A Reason To Live, A Reason To Die


A Reason to Live, a Reason to Die
Genre: Spaghetti Western
Original title: Una ragione per vivere e una per morire
Director: Tonino Valerii
Year: 1972

Branded a coward for surrendering his New Mexico fort to the Confederates without firing a shot, a Union colonel attempts to redeem himself by leading a band of condemned prisoners on a suicide mission to recapture it.

A Reason To Live, A reason To Die is a wonderful War-Western which is sadly overlooked by most. The story is completely lifted from the Dirty Dozen but thats alright with me, men on a mission films are my kind of movies! 

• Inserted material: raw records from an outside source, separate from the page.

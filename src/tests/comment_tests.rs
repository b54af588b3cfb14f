use super::stored_guest;
use crate::{
    cache::{GuestCache, TtlCache},
    models::Comment,
    repository::{MockCommentRepository, MockGuestRepository},
    service::{CommentService, GuestService, NewComment},
};
use std::sync::Arc;
use std::time::Duration;

fn known_guests() -> MockGuestRepository {
    let mut repo = MockGuestRepository::new();
    repo.expect_get_by_name().returning(|name| match name {
        "Jane Doe" => Ok(Some(stored_guest(1, name))),
        "John Smith" => Ok(Some(stored_guest(2, name))),
        _ => Ok(None),
    });
    repo
}

fn comment(id: i64, guest_id: i64, content: &str) -> Comment {
    Comment {
        id,
        guest_id,
        content: content.to_string(),
        created_at: None,
    }
}

fn comment_service(guests: MockGuestRepository, comments: MockCommentRepository) -> CommentService {
    let guest_service = Arc::new(GuestService::new(GuestCache::new(Arc::new(guests))));
    CommentService::new(
        Arc::new(comments),
        guest_service,
        TtlCache::new(Duration::from_secs(60)),
    )
}

#[tokio::test]
async fn test_unknown_guest_cannot_comment() {
    let mut comments = MockCommentRepository::new();
    comments.expect_create().times(0);
    comments.expect_get_by_guest_id().times(0);

    let service = comment_service(known_guests(), comments);

    assert!(service.create_comment("Stranger", "Hello").await.unwrap().is_none());
    assert!(service.get_comments_by_guest("Stranger").await.unwrap().is_none());
}

#[tokio::test]
async fn test_guest_comments_are_cached_per_guest() {
    let mut comments = MockCommentRepository::new();
    comments
        .expect_get_by_guest_id()
        .withf(|guest_id| *guest_id == 1)
        .times(1)
        .returning(|_| Ok(vec![comment(10, 1, "Congratulations!")]));
    comments
        .expect_get_by_guest_id()
        .withf(|guest_id| *guest_id == 2)
        .times(1)
        .returning(|_| Ok(vec![]));

    let service = comment_service(known_guests(), comments);

    for _ in 0..2 {
        let jane = service.get_comments_by_guest("Jane Doe").await.unwrap().unwrap();
        assert_eq!(jane.len(), 1);
        let john = service.get_comments_by_guest("John Smith").await.unwrap().unwrap();
        assert!(john.is_empty());
    }
}

#[tokio::test]
async fn test_new_comment_clears_every_list() {
    let mut comments = MockCommentRepository::new();
    comments
        .expect_get_by_guest_id()
        .times(4)
        .returning(|guest_id| Ok(vec![comment(10, guest_id, "Hi")]));
    comments
        .expect_get_all()
        .times(2)
        .returning(|| Ok(vec![comment(10, 1, "Hi")]));
    comments.expect_create().times(1).returning(|comment| {
        comment.id = 11;
        Ok(())
    });

    let service = comment_service(known_guests(), comments);

    // Prime and hit the cache
    for _ in 0..2 {
        service.get_comments_by_guest("Jane Doe").await.unwrap();
        service.get_comments_by_guest("John Smith").await.unwrap();
        service.get_all_comments().await.unwrap();
    }

    let created = service.create_comment("Jane Doe", "See you there").await.unwrap().unwrap();
    assert_eq!(created.id, 11);
    assert_eq!(created.guest_id, 1);
    assert_eq!(created.content, "See you there");

    // John's list is dropped too, not only Jane's
    service.get_comments_by_guest("Jane Doe").await.unwrap();
    service.get_comments_by_guest("John Smith").await.unwrap();
    service.get_all_comments().await.unwrap();
}

#[tokio::test]
async fn test_failed_comment_keeps_cached_lists() {
    let mut comments = MockCommentRepository::new();
    comments
        .expect_get_all()
        .times(1)
        .returning(|| Ok(vec![]));
    comments
        .expect_create()
        .times(1)
        .returning(|_| Err(sqlx::Error::PoolTimedOut));

    let service = comment_service(known_guests(), comments);

    service.get_all_comments().await.unwrap();
    assert!(matches!(
        service.create_comment("Jane Doe", "Hello").await,
        Err(sqlx::Error::PoolTimedOut)
    ));
    service.get_all_comments().await.unwrap();
}

#[tokio::test]
async fn test_read_errors_pass_through_uncached() {
    let mut comments = MockCommentRepository::new();
    let mut by_guest_calls = 0;
    comments
        .expect_get_by_guest_id()
        .times(2)
        .returning(move |guest_id| {
            by_guest_calls += 1;
            if by_guest_calls == 1 {
                Err(sqlx::Error::PoolTimedOut)
            } else {
                Ok(vec![comment(10, guest_id, "Hi")])
            }
        });
    let mut all_calls = 0;
    comments.expect_get_all().times(2).returning(move || {
        all_calls += 1;
        if all_calls == 1 {
            Err(sqlx::Error::RowNotFound)
        } else {
            Ok(vec![comment(10, 1, "Hi")])
        }
    });

    let service = comment_service(known_guests(), comments);

    assert!(matches!(
        service.get_comments_by_guest("Jane Doe").await,
        Err(sqlx::Error::PoolTimedOut)
    ));
    assert!(matches!(service.get_all_comments().await, Err(sqlx::Error::RowNotFound)));

    // The retry reaches the repository, then later reads are cached
    for _ in 0..2 {
        assert_eq!(service.get_comments_by_guest("Jane Doe").await.unwrap().unwrap().len(), 1);
        assert_eq!(service.get_all_comments().await.unwrap().len(), 1);
    }
}

#[tokio::test]
async fn test_guest_lookup_errors_pass_through() {
    let mut guests = MockGuestRepository::new();
    guests
        .expect_get_by_name()
        .times(2)
        .returning(|_| Err(sqlx::Error::PoolClosed));

    let mut comments = MockCommentRepository::new();
    comments.expect_create().times(0);
    comments.expect_get_by_guest_id().times(0);

    let service = comment_service(guests, comments);

    assert!(matches!(
        service.create_comment("Jane Doe", "Hello").await,
        Err(sqlx::Error::PoolClosed)
    ));
    assert!(matches!(
        service.get_comments_by_guest("Jane Doe").await,
        Err(sqlx::Error::PoolClosed)
    ));
}

#[tokio::test]
async fn test_comment_limit_outcomes() {
    let mut comments = MockCommentRepository::new();
    comments
        .expect_get_all()
        .times(2)
        .returning(|| Ok(vec![]));
    let mut stored = 0;
    comments
        .expect_create_within_limit()
        .withf(|comment: &Comment, limit: &i64| comment.guest_id == 1 && *limit == 2)
        .times(2)
        .returning(move |comment, _| {
            stored += 1;
            if stored == 1 {
                comment.id = 12;
                Ok(true)
            } else {
                Ok(false)
            }
        });

    let service = comment_service(known_guests(), comments);

    assert!(matches!(
        service.create_comment_within_limit("Stranger", "Hello", 2).await,
        Ok(NewComment::UnknownGuest)
    ));

    service.get_all_comments().await.unwrap();
    match service.create_comment_within_limit("Jane Doe", "Hello", 2).await {
        Ok(NewComment::Created(comment)) => assert_eq!(comment.id, 12),
        other => panic!("expected a new comment, got {:?}", other),
    }

    // Created clears the cache, a refused comment leaves it alone
    service.get_all_comments().await.unwrap();
    assert!(matches!(
        service.create_comment_within_limit("Jane Doe", "Again", 2).await,
        Ok(NewComment::LimitReached)
    ));
    service.get_all_comments().await.unwrap();
}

James Coburn is great as always & Bud Spencer plays a right deviant git who talks himself out of almost every situation & then there's Telly Savalas as the confederate major. There's humour thrown in (mostly via Bud Spencer) but there's always a sense of doom that looms over the characters, it's never played for cheap laughs. 

Reading up about this picture it seems I love it way more than most people. Though I do wonder if the people who weren't keen had seen the much shorter version where Coburn is dubbed by another actor. The version I saw ran at nearly two hours & I can't imagine a single second of it being removed. In my view, an underrated gem.